In balancing these conflicting principles, the Act relies heavily on the opinions of doctors. Given an application for compulsory admission by a patient's nearest relative, two doctors must decide that a patient suffers from mental illness and requires hospital treatment for his or her own or others' health and safety. The Act leaves the definition of mental illness to the doctors and the risk to the patient's health need be no more than self- neglect. Scrutiny by outsiders comes later, when the patient can appeal to a tribunal. Criteria for detention are not rigidly specified and there is considerable variation in medical practice. Some doctors rely heavily on historical information, others on interviews.

Powers of supervision over patients outside hospital are very limited. A court can impose a restriction order on a mentally disordered offender which drastically limits liberty, but this can be applied only to patients found guilty of offences that could result in imprisonment. Would it be useful, or justifiable, to extend such restrictions to patients who have not committed offences?

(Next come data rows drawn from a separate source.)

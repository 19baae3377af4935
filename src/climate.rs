//! Climate system: heat and moisture maps and the biome lookup
//!
//! Heat follows a latitude gradient (cold at the top and bottom rows, hottest
//! in the middle row, so it still wraps vertically) modulated by noise and
//! cooled with elevation. Moisture is plain noise, wetter around water.
//! Both are normalized to 0-1, banded, and combined through a fixed
//! Whittaker-style table. None of this feeds back into segmentation or
//! river routing.

use crate::error::ConfigError;
use crate::grid::TileGrid;
use crate::heightmap::{sample_height_field, HeightField};
use crate::noise_field::{NoiseConfig, NoiseField};
use crate::tile::HeightBand;
use crate::tilemap::Tilemap;

// =============================================================================
// CLIMATE CONFIGURATION
// =============================================================================

#[derive(Clone, Copy, Debug, PartialEq, Eq, Hash, serde::Serialize, serde::Deserialize)]
pub enum HeatBand {
    Coldest,
    Colder,
    Cold,
    Warm,
    Warmer,
    Warmest,
}

impl HeatBand {
    pub const ALL: [HeatBand; 6] = [
        HeatBand::Coldest,
        HeatBand::Colder,
        HeatBand::Cold,
        HeatBand::Warm,
        HeatBand::Warmer,
        HeatBand::Warmest,
    ];
}

#[derive(Clone, Copy, Debug, PartialEq, Eq, Hash, serde::Serialize, serde::Deserialize)]
pub enum MoistureBand {
    Dryest,
    Dryer,
    Dry,
    Wet,
    Wetter,
    Wettest,
}

impl MoistureBand {
    pub const ALL: [MoistureBand; 6] = [
        MoistureBand::Dryest,
        MoistureBand::Dryer,
        MoistureBand::Dry,
        MoistureBand::Wet,
        MoistureBand::Wetter,
        MoistureBand::Wettest,
    ];
}

#[derive(Clone, Copy, Debug, PartialEq, Eq, Hash, serde::Serialize, serde::Deserialize)]
pub enum Biome {
    Ice,
    Tundra,
    Grassland,
    Desert,
    Woodland,
    Savanna,
    BorealForest,
    SeasonalForest,
    TemperateRainforest,
    TropicalRainforest,
}

use Biome::*;

/// Rows are moisture (Dryest..Wettest), columns are heat (Coldest..Warmest).
const BIOME_TABLE: [[Biome; 6]; 6] = [
    [Ice, Tundra, Grassland, Desert, Desert, Desert],
    [Ice, Tundra, Grassland, Desert, Desert, Desert],
    [Ice, Tundra, Woodland, Woodland, Savanna, Savanna],
    [Ice, Tundra, BorealForest, Woodland, Savanna, Savanna],
    [Ice, Tundra, BorealForest, SeasonalForest, TropicalRainforest, TropicalRainforest],
    [Ice, Tundra, BorealForest, TemperateRainforest, TropicalRainforest, TropicalRainforest],
];

impl Biome {
    pub fn lookup(heat: HeatBand, moisture: MoistureBand) -> Biome {
        BIOME_TABLE[moisture as usize][heat as usize]
    }
}

/// Parameters for the heat/moisture pass
#[derive(Clone, Debug, PartialEq, serde::Serialize, serde::Deserialize)]
#[serde(default)]
pub struct ClimateConfig {
    pub heat_noise: NoiseConfig,
    pub moisture_noise: NoiseConfig,
    /// Upper bounds for Coldest..Warmer; above the last is Warmest
    pub heat_thresholds: [f32; 5],
    /// Upper bounds for Dryest..Wetter; above the last is Wettest
    pub moisture_thresholds: [f32; 5],
}

impl Default for ClimateConfig {
    fn default() -> Self {
        let noise = NoiseConfig {
            octaves: 4,
            frequency: 3.0,
            ..Default::default()
        };
        Self {
            heat_noise: noise.clone(),
            moisture_noise: noise,
            heat_thresholds: [0.05, 0.18, 0.4, 0.6, 0.8],
            moisture_thresholds: [0.27, 0.4, 0.6, 0.8, 0.9],
        }
    }
}

impl ClimateConfig {
    pub fn validate(&self) -> Result<(), ConfigError> {
        self.heat_noise.validate()?;
        self.moisture_noise.validate()?;
        validate_thresholds(&self.heat_thresholds)?;
        validate_thresholds(&self.moisture_thresholds)
    }
}

fn validate_thresholds(thresholds: &[f32]) -> Result<(), ConfigError> {
    for (index, &value) in thresholds.iter().enumerate() {
        if !(value > 0.0 && value < 1.0) {
            return Err(ConfigError::ThresholdOutOfRange { index, value });
        }
        if index > 0 && !(value > thresholds[index - 1]) {
            return Err(ConfigError::ThresholdsNotIncreasing {
                index,
                prev: thresholds[index - 1],
                next: value,
            });
        }
    }
    Ok(())
}

fn band_index(thresholds: &[f32; 5], value: f32) -> usize {
    thresholds.iter().position(|&t| value < t).unwrap_or(5)
}

pub fn heat_band(thresholds: &[f32; 5], value: f32) -> HeatBand {
    HeatBand::ALL[band_index(thresholds, value)]
}

pub fn moisture_band(thresholds: &[f32; 5], value: f32) -> MoistureBand {
    MoistureBand::ALL[band_index(thresholds, value)]
}

// =============================================================================
// HEAT AND MOISTURE
// =============================================================================

/// Latitude factor: 0 on the top and bottom rows, 1 on the middle row.
fn latitude_warmth(y: usize, height: usize) -> f32 {
    let t = y as f32 / height as f32;
    1.0 - (2.0 * t - 1.0).abs()
}

/// Elevation cooling per height band, as a factor of normalized height.
fn elevation_cooling(band: HeightBand) -> f32 {
    match band {
        HeightBand::Grass => 0.1,
        HeightBand::Forest => 0.2,
        HeightBand::Rock => 0.3,
        HeightBand::Snow => 0.4,
        _ => 0.0,
    }
}

/// Moisture bonus per height band, as a factor of normalized height.
fn water_moisture(band: HeightBand) -> f32 {
    match band {
        HeightBand::DeepWater => 8.0,
        HeightBand::ShallowWater => 3.0,
        HeightBand::Sand => 0.25,
        _ => 0.0,
    }
}

/// Generate the heat map (0-1) for a classified grid.
pub fn generate_heat(grid: &TileGrid, noise: &NoiseField) -> Tilemap<f32> {
    let width = grid.width();
    let height = grid.height();
    let sampled = sample_height_field(width, height, noise);

    let raw = Tilemap::from_fn(width, height, |x, y| {
        let tile = grid.get(x, y);
        let warmth = latitude_warmth(y, height) * sampled.normalize(*sampled.data.get(x, y));
        warmth - elevation_cooling(tile.height_band) * tile.height_value
    });

    normalize_map(raw)
}

/// Generate the moisture map (0-1) for a classified grid.
pub fn generate_moisture(grid: &TileGrid, noise: &NoiseField) -> Tilemap<f32> {
    let width = grid.width();
    let height = grid.height();
    let sampled = sample_height_field(width, height, noise);

    let raw = Tilemap::from_fn(width, height, |x, y| {
        let tile = grid.get(x, y);
        sampled.normalize(*sampled.data.get(x, y))
            + water_moisture(tile.height_band) * tile.height_value
    });

    normalize_map(raw)
}

fn normalize_map(raw: Tilemap<f32>) -> Tilemap<f32> {
    let field = HeightField::from_tilemap(raw);
    let mut out = Tilemap::new_with(field.width(), field.height(), 0.0f32);
    for (x, y, &v) in field.data.iter() {
        out.set(x, y, field.normalize(v));
    }
    out
}

/// Run the climate pass: fill heat/moisture values, bands, and biomes.
/// Water tiles get bands but no biome.
pub fn apply_climate(grid: &mut TileGrid, config: &ClimateConfig, heat_seed: u32, moisture_seed: u32) {
    let heat_noise = NoiseField::new(&config.heat_noise, heat_seed);
    let moisture_noise = NoiseField::new(&config.moisture_noise, moisture_seed);

    let heat = generate_heat(grid, &heat_noise);
    let moisture = generate_moisture(grid, &moisture_noise);

    for tile in grid.iter_mut() {
        let h = *heat.get(tile.x, tile.y);
        let m = *moisture.get(tile.x, tile.y);
        let hb = heat_band(&config.heat_thresholds, h);
        let mb = moisture_band(&config.moisture_thresholds, m);

        tile.heat_value = h;
        tile.moisture_value = m;
        tile.heat_band = Some(hb);
        tile.moisture_band = Some(mb);
        tile.biome = if tile.collidable {
            Some(Biome::lookup(hb, mb))
        } else {
            None
        };
    }
}

#[cfg(test)]
mod tests {
    use super::*;
    use crate::classify::{classify_heights, BandTable};
    use crate::noise_field::NoiseConfig;

    #[test]
    fn test_biome_table_corners() {
        assert_eq!(Biome::lookup(HeatBand::Coldest, MoistureBand::Wettest), Biome::Ice);
        assert_eq!(Biome::lookup(HeatBand::Warmest, MoistureBand::Dryest), Biome::Desert);
        assert_eq!(
            Biome::lookup(HeatBand::Warmest, MoistureBand::Wettest),
            Biome::TropicalRainforest
        );
        assert_eq!(
            Biome::lookup(HeatBand::Warm, MoistureBand::Wettest),
            Biome::TemperateRainforest
        );
        assert_eq!(Biome::lookup(HeatBand::Cold, MoistureBand::Wet), Biome::BorealForest);
    }

    #[test]
    fn test_band_lookup() {
        let config = ClimateConfig::default();
        assert_eq!(heat_band(&config.heat_thresholds, 0.0), HeatBand::Coldest);
        assert_eq!(heat_band(&config.heat_thresholds, 0.5), HeatBand::Warm);
        assert_eq!(heat_band(&config.heat_thresholds, 0.8), HeatBand::Warmest);
        assert_eq!(moisture_band(&config.moisture_thresholds, 0.3), MoistureBand::Dryer);
        assert_eq!(moisture_band(&config.moisture_thresholds, 0.95), MoistureBand::Wettest);
    }

    #[test]
    fn test_latitude_wraps() {
        assert_eq!(latitude_warmth(0, 10), 0.0);
        assert_eq!(latitude_warmth(5, 10), 1.0);
        // Last row is as cold as the second row, mirroring around the middle
        assert!((latitude_warmth(9, 10) - latitude_warmth(1, 10)).abs() < 1e-6);
    }

    #[test]
    fn test_apply_climate_fills_land_only() {
        let noise = NoiseField::new(&NoiseConfig::default(), 5);
        let field = sample_height_field(32, 32, &noise);
        let mut grid = classify_heights(&field, &BandTable::default());

        apply_climate(&mut grid, &ClimateConfig::default(), 1, 2);

        for tile in grid.iter() {
            assert!((0.0..=1.0).contains(&tile.heat_value));
            assert!((0.0..=1.0).contains(&tile.moisture_value));
            assert!(tile.heat_band.is_some());
            assert!(tile.moisture_band.is_some());
            assert_eq!(tile.biome.is_some(), tile.collidable);
        }
    }

    #[test]
    fn test_validate_thresholds() {
        let mut config = ClimateConfig::default();
        assert!(config.validate().is_ok());
        config.heat_thresholds = [0.1, 0.3, 0.2, 0.6, 0.8];
        assert!(matches!(
            config.validate(),
            Err(ConfigError::ThresholdsNotIncreasing { index: 2, .. })
        ));
    }
}
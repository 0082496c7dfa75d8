use log::warn;
use serde::{Deserialize, Serialize};
use thiserror::Error;

/// A one-dimensional histogram with uniform binning
#[derive(Deserialize, Serialize, Clone, Debug, PartialEq)]
pub struct Histo1D {
    name: String,
    min: f64,
    max: f64,
    /// Sum of weights per bin
    bins: Vec<f64>,
    /// Sum of squared weights per bin
    bins_sq: Vec<f64>,
    underflow: f64,
    overflow: f64,
    entries: u64,
}

impl Histo1D {
    /// A histogram with `nbins` bins between `min` and `max`
    pub fn new(
        name: &str,
        nbins: usize,
        min: f64,
        max: f64,
    ) -> Result<Self, BinningError> {
        if nbins == 0 {
            return Err(BinningError::NoBins(name.to_owned()));
        }
        if !(min.is_finite() && max.is_finite() && min < max) {
            return Err(BinningError::Range(name.to_owned(), min, max));
        }
        Ok(Self {
            name: name.to_owned(),
            min,
            max,
            bins: vec![0.; nbins],
            bins_sq: vec![0.; nbins],
            underflow: 0.,
            overflow: 0.,
            entries: 0,
        })
    }

    pub fn name(&self) -> &str {
        &self.name
    }

    pub fn nbins(&self) -> usize {
        self.bins.len()
    }

    pub fn bin_width(&self) -> f64 {
        (self.max - self.min) / self.nbins() as f64
    }

    /// The bin containing `x`, or `None` if `x` is out of range
    pub fn bin_index(&self, x: f64) -> Option<usize> {
        if x < self.min || x >= self.max {
            return None;
        }
        let idx = ((x - self.min) / self.bin_width()).floor() as usize;
        Some(std::cmp::min(idx, self.nbins() - 1))
    }

    /// Add `weight` to the bin containing `x`
    pub fn fill(&mut self, x: f64, weight: f64) {
        self.entries += 1;
        match self.bin_index(x) {
            Some(idx) => {
                self.bins[idx] += weight;
                self.bins_sq[idx] += weight * weight;
            }
            None if x < self.min => self.underflow += weight,
            None => self.overflow += weight,
        }
    }

    /// The sum of weights in the bin with index `idx`
    pub fn bin(&self, idx: usize) -> f64 {
        self.bins[idx]
    }

    /// The sum of weights in the bin containing `x`
    pub fn bin_at(&self, x: f64) -> f64 {
        self.bin_index(x).map(|idx| self.bins[idx]).unwrap_or_default()
    }

    /// The statistical uncertainty of the bin with index `idx`
    pub fn bin_err(&self, idx: usize) -> f64 {
        self.bins_sq[idx].sqrt()
    }

    pub fn bins(&self) -> &[f64] {
        &self.bins
    }

    pub fn underflow(&self) -> f64 {
        self.underflow
    }

    pub fn overflow(&self) -> f64 {
        self.overflow
    }

    /// Number of fills
    pub fn entries(&self) -> u64 {
        self.entries
    }

    /// Sum of all weights in range
    pub fn integral(&self) -> f64 {
        self.bins.iter().sum()
    }

    fn clear(&mut self) {
        self.bins.iter_mut().for_each(|b| *b = 0.);
        self.bins_sq.iter_mut().for_each(|b| *b = 0.);
        self.underflow = 0.;
        self.overflow = 0.;
        self.entries = 0;
    }

    fn has_same_binning(&self, other: &Self) -> bool {
        self.name == other.name
            && self.min == other.min
            && self.max == other.max
            && self.nbins() == other.nbins()
    }

    fn add(&mut self, other: &Self) {
        debug_assert!(self.has_same_binning(other));
        for (b, o) in self.bins.iter_mut().zip(&other.bins) {
            *b += o;
        }
        for (b, o) in self.bins_sq.iter_mut().zip(&other.bins_sq) {
            *b += o;
        }
        self.underflow += other.underflow;
        self.overflow += other.overflow;
        self.entries += other.entries;
    }
}

/// Handle to a histogram booked in [Histograms]
#[derive(Copy, Clone, Debug, PartialEq, Eq, PartialOrd, Ord, Hash)]
pub struct HistoId(usize);

/// Collection of booked histograms
#[derive(Deserialize, Serialize, Clone, Debug, Default, PartialEq)]
#[serde(transparent)]
pub struct Histograms {
    histos: Vec<Histo1D>,
}

/// Invalid histogram binning
#[derive(Debug, Clone, Error, PartialEq)]
pub enum BinningError {
    #[error("Histogram {0} needs at least one bin")]
    NoBins(String),
    #[error("Histogram {0} has invalid range [{1}, {2})")]
    Range(String, f64, f64),
}

/// Error merging histogram collections
#[derive(Debug, Clone, Error, PartialEq, Eq)]
pub enum MergeError {
    #[error("Cannot merge {0} histograms into {1}")]
    Size(usize, usize),
    #[error("Histogram {0} has different binning than {1}")]
    Binning(String, String),
}

impl Histograms {
    pub fn new() -> Self {
        Self::default()
    }

    /// Book a new histogram
    pub fn book(
        &mut self,
        name: &str,
        nbins: usize,
        min: f64,
        max: f64,
    ) -> Result<HistoId, BinningError> {
        self.histos.push(Histo1D::new(name, nbins, min, max)?);
        Ok(HistoId(self.histos.len() - 1))
    }

    /// Fill the histogram with handle `id`
    ///
    /// Handles from a different collection that don't exist here are
    /// ignored with a warning.
    pub fn fill(&mut self, id: HistoId, x: f64, weight: f64) {
        match self.histos.get_mut(id.0) {
            Some(h) => h.fill(x, weight),
            None => warn!("No histogram booked for {id:?}"),
        }
    }

    pub fn get(&self, id: HistoId) -> Option<&Histo1D> {
        self.histos.get(id.0)
    }

    /// Look up a histogram by name
    pub fn by_name(&self, name: &str) -> Option<&Histo1D> {
        self.histos.iter().find(|h| h.name == name)
    }

    pub fn iter(&self) -> std::slice::Iter<'_, Histo1D> {
        self.histos.iter()
    }

    pub fn len(&self) -> usize {
        self.histos.len()
    }

    pub fn is_empty(&self) -> bool {
        self.histos.is_empty()
    }

    /// Add the contents of `other` to this collection
    ///
    /// Both collections must have been booked in the same way.
    pub fn merge(&mut self, other: &Self) -> Result<(), MergeError> {
        if self.len() != other.len() {
            return Err(MergeError::Size(other.len(), self.len()));
        }
        for (h, o) in self.histos.iter().zip(&other.histos) {
            if !h.has_same_binning(o) {
                return Err(MergeError::Binning(
                    o.name.clone(),
                    h.name.clone(),
                ));
            }
        }
        for (h, o) in self.histos.iter_mut().zip(&other.histos) {
            h.add(o)
        }
        Ok(())
    }

    /// Empty copy with the same booking
    pub fn cleared(&self) -> Self {
        let mut res = self.clone();
        res.histos.iter_mut().for_each(Histo1D::clear);
        res
    }
}

impl<'a> IntoIterator for &'a Histograms {
    type Item = &'a Histo1D;
    type IntoIter = std::slice::Iter<'a, Histo1D>;

    fn into_iter(self) -> Self::IntoIter {
        self.histos.iter()
    }
}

If a new provision were introduced, it would affect patients suffering from mental illness which did not require hospital admission, yet was severe enough to render them incapable of deciding about treatment. Such patients exist, but their numbers are tiny. Most people who need compulsory treatment fall within the existing Act.

Many psychiatric patients disagree with their doctors about whether they should take medication - but so do many patients with high blood pressure. Psychiatrists spend much time persuading reluctant patients to accept medication and might be tempted to invoke new legislation to bypass this process. Many patients could lose existing rights for no good reason.

A particular concern about an order to accept treatment in the community is that such 'treatment' may mean no more than 'medication'. Drug treatment is useful in schizophrenia but is a tiny part of a rehabilitation package that must also include nursing, occupational therapy and suitable housing. Patients admitted to hospital against their will can at least expect a certain standard of care in return for their loss of liberty. Similar rights would have to be defined for compulsory patients outside hospital.

Instead of altering the law, it would be better to change the context in which it is used. Mental health law is only as good as the psychiatric services within which it operates. We have been cutting the number of psychiatric beds since 1954, with 20,000 lost since 1980 - a far sharper reduction than in most of Europe. Lost beds have not been replaced by hostel places, so a new generation of long-term patients has nowhere to go.

Only the most severely disturbed patients can be admitted, and many families will have had experience of a relative with schizophrenia being refused admission when both they and the patient would have welcomed it. The Act is irrelevant in most of these cases. It appears that the NHS has decided not to provide in-patient care for many of the long-term mentally ill, without alternative provision being made available.

Alternatives are possible. One large hospital in the process of closure is to provide small hostels for high dependency patients, staffed by nurses and with medical supervision. For legal purposes this accommodation constitutes a hospital, so it can hold detained patients and ensure compliance with treatment while allowing a high degree of freedom.

New legislation might benefit a tiny minority of patients but it cannot be seen as a priority alongside the more fundamental problems facing services for the mentally ill. Rather than a new law, most mental health workers would prefer to be given the facilities to make full use of the law they have already.

The author is senior lecturer in forensic psychiatry at the Institute of Psychiatry in London.